Clausen became one of the foremost modern painters of landscape and of peasant life, influenced to a certain extent by the Impressionists, with whom he shared the view that light is the real subject of landscape art. His pictures excel in rendering the appearance of things under flecking outdoor sunlight, or in the shady shelter of a barn or stable. His Girl at the Gate was acquired by the Chantrey Trustees and is now at the Tate Gallery.  The Yale Center for British Art holds Clausen's Schoolgirls (1880), an urban scene, which it featured in its exhibit called "Britain in the World: 1860-Now."

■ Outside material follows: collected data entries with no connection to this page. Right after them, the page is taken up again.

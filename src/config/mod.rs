mod defaults;
mod types;

pub use types::*;

use crate::error::ConfigError;
use defaults::*;
use std::collections::HashMap;
use std::path::Path;

impl Default for Config {
    fn default() -> Self {
        Self {
            version: default_version(),
            models: ModelsConfig::default(),
            providers: HashMap::new(),
            retry: RetryConfig::default(),
            costs: HashMap::new(),
            telemetry: TelemetryConfig::default(),
            prompts: PromptsConfig::default(),
        }
    }
}

impl Config {
    /// Load config from a YAML file
    pub fn load(path: &Path) -> Result<Self, ConfigError> {
        let content = std::fs::read_to_string(path).map_err(|e| ConfigError::ReadFile {
            path: path.to_path_buf(),
            source: e,
        })?;

        let config: Config = serde_yaml::from_str(&content)?;
        Ok(config)
    }

    /// Load the config if the file exists, otherwise fall back to defaults
    pub fn load_or_default(path: &Path) -> Result<Self, ConfigError> {
        if path.exists() {
            Self::load(path)
        } else {
            tracing::debug!("Config '{}' not found, using defaults", path.display());
            Ok(Self::default())
        }
    }

    /// Validate the config
    pub fn validate(&self) -> Result<(), ConfigError> {
        if self.retry.base_delay_ms == 0 {
            return Err(ConfigError::ZeroBaseDelay);
        }

        // Main must be usable; research and fallback are optional
        let main = &self.models.main;
        if main.provider.is_none() {
            return Err(ConfigError::IncompleteRole {
                role: Role::Main.to_string(),
                field: "provider",
            });
        }
        if main.model_id.is_none() {
            return Err(ConfigError::IncompleteRole {
                role: Role::Main.to_string(),
                field: "model_id",
            });
        }

        for role in [Role::Main, Role::Research, Role::Fallback] {
            if let Some(provider) = self.role_model(role).provider.as_deref() {
                if self.provider(provider).is_none() {
                    return Err(ConfigError::UnknownProvider {
                        role: role.to_string(),
                        provider: provider.to_string(),
                    });
                }
            }
        }

        Ok(())
    }

    pub fn role_model(&self, role: Role) -> &RoleModel {
        match role {
            Role::Main => &self.models.main,
            Role::Research => &self.models.research,
            Role::Fallback => &self.models.fallback,
        }
    }

    /// Provider settings, preferring configured entries over built-ins
    pub fn provider(&self, id: &str) -> Option<ProviderSettings> {
        self.providers
            .get(id)
            .cloned()
            .or_else(|| builtin_providers().remove(id))
    }

    pub fn cost(&self, model_id: &str) -> Option<ModelCost> {
        self.costs
            .get(model_id)
            .cloned()
            .or_else(|| builtin_costs().remove(model_id))
    }
}

#[cfg(test)]
mod tests {
    use super::*;

    #[test]
    fn test_defaults_are_valid() {
        let config = Config::default();
        assert!(config.validate().is_ok());
        assert_eq!(config.retry.max_retries, 2);
        assert_eq!(config.retry.base_delay_ms, 1000);
        assert!(!config.models.fallback.is_complete());
    }

    #[test]
    fn test_parse_yaml() {
        let yaml = r#"
models:
  main:
    provider: openai
    model_id: gpt-4o
  fallback:
    provider: openrouter
    model_id: anthropic/claude-3.5-sonnet
    max_tokens: 8000
retry:
  max_retries: 4
costs:
  gpt-4o:
    input: 5.0
    output: 15.0
"#;
        let config: Config = serde_yaml::from_str(yaml).unwrap();
        assert_eq!(config.models.main.provider.as_deref(), Some("openai"));
        assert_eq!(config.models.fallback.max_tokens, Some(8000));
        // research keeps its default when omitted
        assert_eq!(config.models.research.provider.as_deref(), Some("perplexity"));
        assert_eq!(config.retry.max_retries, 4);
        assert_eq!(config.retry.base_delay_ms, 1000);
        assert_eq!(config.cost("gpt-4o").unwrap().input, 5.0);
        assert!(config.validate().is_ok());
    }

    #[test]
    fn test_unknown_provider_rejected() {
        let mut config = Config::default();
        config.models.fallback = RoleModel::new("nonexistent", "m");
        assert!(matches!(
            config.validate(),
            Err(ConfigError::UnknownProvider { .. })
        ));
    }

    #[test]
    fn test_main_requires_model() {
        let mut config = Config::default();
        config.models.main.model_id = None;
        assert!(matches!(
            config.validate(),
            Err(ConfigError::IncompleteRole { field: "model_id", .. })
        ));
    }

    #[test]
    fn test_provider_override_wins() {
        let mut config = Config::default();
        let mut custom = config.provider("ollama").unwrap();
        custom.base_url = Some("http://gpu-box:11434/v1".to_string());
        config.providers.insert("ollama".to_string(), custom);
        assert_eq!(
            config.provider("ollama").unwrap().base_url.as_deref(),
            Some("http://gpu-box:11434/v1")
        );
        assert!(config.provider("claude-code").unwrap().ambient);
    }

    #[test]
    fn test_role_from_str() {
        assert_eq!("Research".parse::<Role>().unwrap(), Role::Research);
        assert!("primary".parse::<Role>().is_err());
    }
}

Other landscapes included "The Fields in June" (1914) and "Midsummer Dawn" (1921). For the Imperial War Museum he painted the large, broadly decorative, "Gun Factory at Woolwich Arsenal" (1919). His decorative work also included "Renaissance" (1915) and decorations for the Hall at High Royd, Huddersfield, consisting of life-size figures in lunettes.

Clausen was a founding member of the New English Art Club in 1886. In 1895, he was elected an Associate of the Royal Academy, and a full Academician in 1906. He was elected as the Master of the Art Workers' Guild in 1909. As Professor of Painting at the Royal Academy he gave a memorable series of lectures to the students of the Schools, published as Six Lectures on Painting (1904) and Aims and Ideals in Art (1906).

Clausen was an official war artist during World War I. During the war his daughter's fiancé was killed; this event may have inspired his painting, Youth Mourning which shows a distressed young woman mourning in a desolate landscape. Clausen also contributed six lithographs on the theme Making Guns for the Government published print portfolio Britain's Efforts and Ideals.

In 1921 Clausen was an original member of the Society of Graphic Art and showed his work in their first exhibition.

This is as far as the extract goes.